According to the estimates at RosterResource, 10 teams (including the Blue Jays) are in line to pay the luxury tax this January. The Mets, Dodgers, Yankees, Braves, Phillies, Astros, Giants, and Rangers are certain to be penalized, while the Blue Jays and Cubs are close enough that they could potentially slip under the $237MM threshold in the final calculations. RosterResource has Toronto’s final 2024 luxury tax payroll at $240.4MM and Chicago’s at $238.4MM. While neither the Blue Jays nor the Cubs would have to pay a particularly high penalty for their modest overages (if they do in fact go over), the Blue Jays, in particular, could benefit from resetting their penalties. They paid the luxury tax for the first time in franchise history last season. Luxury tax penalties increase when a team goes over the first threshold for a second consecutive season and increase again when a team goes over for a third consecutive season. Unless the Blue Jays are confidently planning to decrease payroll this winter, it would make a big difference if they could reset their penalties this year. After all, a 30% tax on a few million dollars in overages wouldn’t be that big of a deal for Toronto, but the potential for a 50% tax (the penalty for a third-time offender) next year and beyond could significantly hamper offseason spending.

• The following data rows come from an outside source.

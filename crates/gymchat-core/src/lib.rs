//! Chat session logic and port traits for GymChat.
//!
//! This crate defines the "ports" (storage, transport and view traits) that
//! the infrastructure and CLI layers implement, and the session client that
//! drives them. It depends only on `gymchat-types` -- never on
//! `gymchat-infra` or any network/filesystem crate.

pub mod chat;
pub mod render;
pub mod storage;
pub mod transport;
//! HTTP client for the chat backend.
//!
//! This module provides the [`HttpChatTransport`] which implements the
//! [`ChatTransport`](gymchat_core::transport::ChatTransport) trait for the
//! backend's `POST /chat` endpoint and also exposes `GET /health`.

pub mod client;

pub use client::HttpChatTransport;
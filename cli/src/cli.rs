//! CLI argument parsing with clap derive

use anyhow::Result;
use clap::{Parser, Subcommand};

use crate::app::{AppContext, AppFlags, BehaviourFlags, OutputFlags};
use crate::commands;

/// Ship an application's logs to an external provider
#[derive(Parser)]
#[command(
    name = "logship",
    version,
    propagate_version = true,
    subcommand_required = true,
    arg_required_else_help = true
)]
pub struct Cli {
    /// Output in JSON format
    #[arg(long, global = true)]
    pub json: bool,

    /// Suppress non-error output
    #[arg(short, long, global = true)]
    pub quiet: bool,

    /// Disable colored output
    #[arg(
        long,
        global = true,
        env = "NO_COLOR",
        value_parser = clap::builder::FalseyValueParser::new()
    )]
    pub no_color: bool,

    /// Enable debug logging on stderr
    #[arg(short, long, global = true)]
    pub verbose: bool,

    /// Platform API access token
    #[arg(long, global = true, env = "FLY_API_TOKEN", hide_env_values = true)]
    pub access_token: Option<String>,

    #[command(subcommand)]
    pub command: Command,
}

#[derive(Subcommand)]
pub enum Command {
    /// Ship an app's logs to a logging provider
    Ship(commands::ship::ShipArgs),

    /// List supported logging providers
    Providers,

    /// Manage configuration
    #[command(subcommand)]
    Config(commands::config::ConfigCommand),

    /// Show version
    Version,
}

impl Cli {
    /// Execute the CLI command.
    ///
    /// # Errors
    ///
    /// Returns an error if the command fails.
    pub async fn run(self) -> Result<()> {
        let Cli {
            json,
            quiet,
            no_color,
            verbose: _,
            access_token,
            command,
        } = self;

        let yes = matches!(&command, Command::Ship(args) if args.yes);
        let app = AppContext::new(AppFlags {
            output: OutputFlags {
                no_color,
                quiet,
                json,
            },
            behaviour: BehaviourFlags { yes, access_token },
        });

        match command {
            Command::Ship(args) => commands::ship::run(&app, args).await,
            Command::Providers => commands::providers::run(&app),
            Command::Config(cmd) => commands::config::run(&app, cmd),
            Command::Version => commands::version::run(&app),
        }
    }
}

What’s more, if the Blue Jays get under the luxury tax threshold, they would only lose their second-highest draft pick (and not their second and fifth-highest picks) if they sign a free agent who received the qualifying offer this winter. Similarly, they would only lose $500K of international bonus pool money rather than $1MM. Perennial high-spenders, like the World Series champion Dodgers, understand that it’s worth losing a few draft picks and some international bonus pool money in order to sign the best major league players and field the most competitive major league team. However, one can understand why the Blue Jays, who finished 74-88 in 2024 and would likely only be a few million over the luxury tax threshold (if they went over at all), would prefer not to be so harshly penalized.

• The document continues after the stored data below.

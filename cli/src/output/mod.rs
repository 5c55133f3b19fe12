//! Output formatting module

pub mod human;
pub mod json;
pub mod progress;
pub mod reporter;
pub mod styles;

use console::Term;
use owo_colors::OwoColorize as _;

pub use human::HumanRenderer;
pub use json::JsonRenderer;
pub use reporter::TerminalReporter;
pub use styles::Styles;

/// Output context carrying styling and terminal state.
pub struct OutputContext {
    /// Stylesheet for colored output.
    pub styles: Styles,
    /// Whether stdout is a TTY.
    pub is_tty: bool,
    /// Whether to suppress non-error output.
    pub quiet: bool,
}

impl OutputContext {
    /// Create output context based on CLI flags and environment.
    #[must_use]
    pub fn new(no_color: bool, quiet: bool) -> Self {
        let is_tty = Term::stdout().is_term();
        let use_colors = !no_color && is_tty && std::env::var("NO_COLOR").is_err();

        let mut styles = Styles::default();
        if use_colors {
            styles.colorize();
        }

        Self {
            styles,
            is_tty,
            quiet,
        }
    }

    /// Check if progress indicators should be shown.
    #[must_use]
    pub fn show_progress(&self) -> bool {
        self.is_tty && !self.quiet
    }

    /// Print a success message prefixed with `✓`. Suppressed when `quiet`.
    pub fn success(&self, msg: &str) {
        if !self.quiet {
            println!("  {} {msg}", "✓".style(self.styles.success));
        }
    }

    /// Print a warning message prefixed with `⚠`. Suppressed when `quiet`.
    pub fn warn(&self, msg: &str) {
        if !self.quiet {
            println!("  {} {msg}", "⚠".style(self.styles.warning));
        }
    }

    /// Print a key-value pair with the key dimmed. Suppressed when `quiet`.
    pub fn kv(&self, key: &str, value: &str) {
        if !self.quiet {
            println!("  {}  {value}", key.style(self.styles.dim));
        }
    }
}

/// Renders command results in the active output mode.
pub enum Renderer<'a> {
    Human(HumanRenderer<'a>),
    Json(JsonRenderer),
}

impl Renderer<'_> {
    /// Render the provider registry.
    ///
    /// # Errors
    ///
    /// Returns an error if JSON serialization fails.
    pub fn render_providers(&self, providers: &[crate::domain::Provider]) -> anyhow::Result<()> {
        match self {
            Self::Human(r) => {
                r.render_providers(providers);
                Ok(())
            }
            Self::Json(r) => r.render_providers(providers),
        }
    }

    /// Render the outcome of a setup run.
    ///
    /// # Errors
    ///
    /// Returns an error if JSON serialization fails.
    pub fn render_setup(
        &self,
        report: &crate::application::services::ship_setup::SetupReport,
    ) -> anyhow::Result<()> {
        match self {
            Self::Human(r) => {
                r.render_setup(report);
                Ok(())
            }
            Self::Json(r) => r.render_setup(report),
        }
    }

    /// Render the current configuration.
    ///
    /// # Errors
    ///
    /// Returns an error if JSON serialization fails.
    pub fn render_config(
        &self,
        config: &crate::domain::LogshipConfig,
        path: &std::path::Path,
    ) -> anyhow::Result<()> {
        match self {
            Self::Human(r) => {
                r.render_config(config, path);
                Ok(())
            }
            Self::Json(r) => r.render_config(config, path),
        }
    }

    /// Render the CLI version.
    ///
    /// # Errors
    ///
    /// Returns an error if JSON serialization fails.
    pub fn render_version(&self, version: &str) -> anyhow::Result<()> {
        match self {
            Self::Human(r) => {
                r.render_version(version);
                Ok(())
            }
            Self::Json(r) => r.render_version(version),
        }
    }
}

There is no reason to believe the Blue Jays are entering a rebuilding or retooling phase after their disappointing 2024 season. Instead, it seems more likely they will try to contend once again in their final season of team control over Vladimir Guerrero Jr. and Bo Bichette. As they attempt to do so, it would certainly help if they don’t have to be quite so concerned about signing a QO free agent or bringing next year’s payroll above the first luxury tax threshold ($241MM in 2025). Davidi notes that team president Mark Shapiro doesn’t see the team’s payroll “either growing or decreasing in a big way,” but that still leaves for the team to sign at least one QO free agent and possibly eclipse the first tier of the CBT. RosterResource estimates that Toronto’s luxury tax payroll for 2025 is currently $211.2MM, approximately $29.2MM lower than this past year’s estimated total.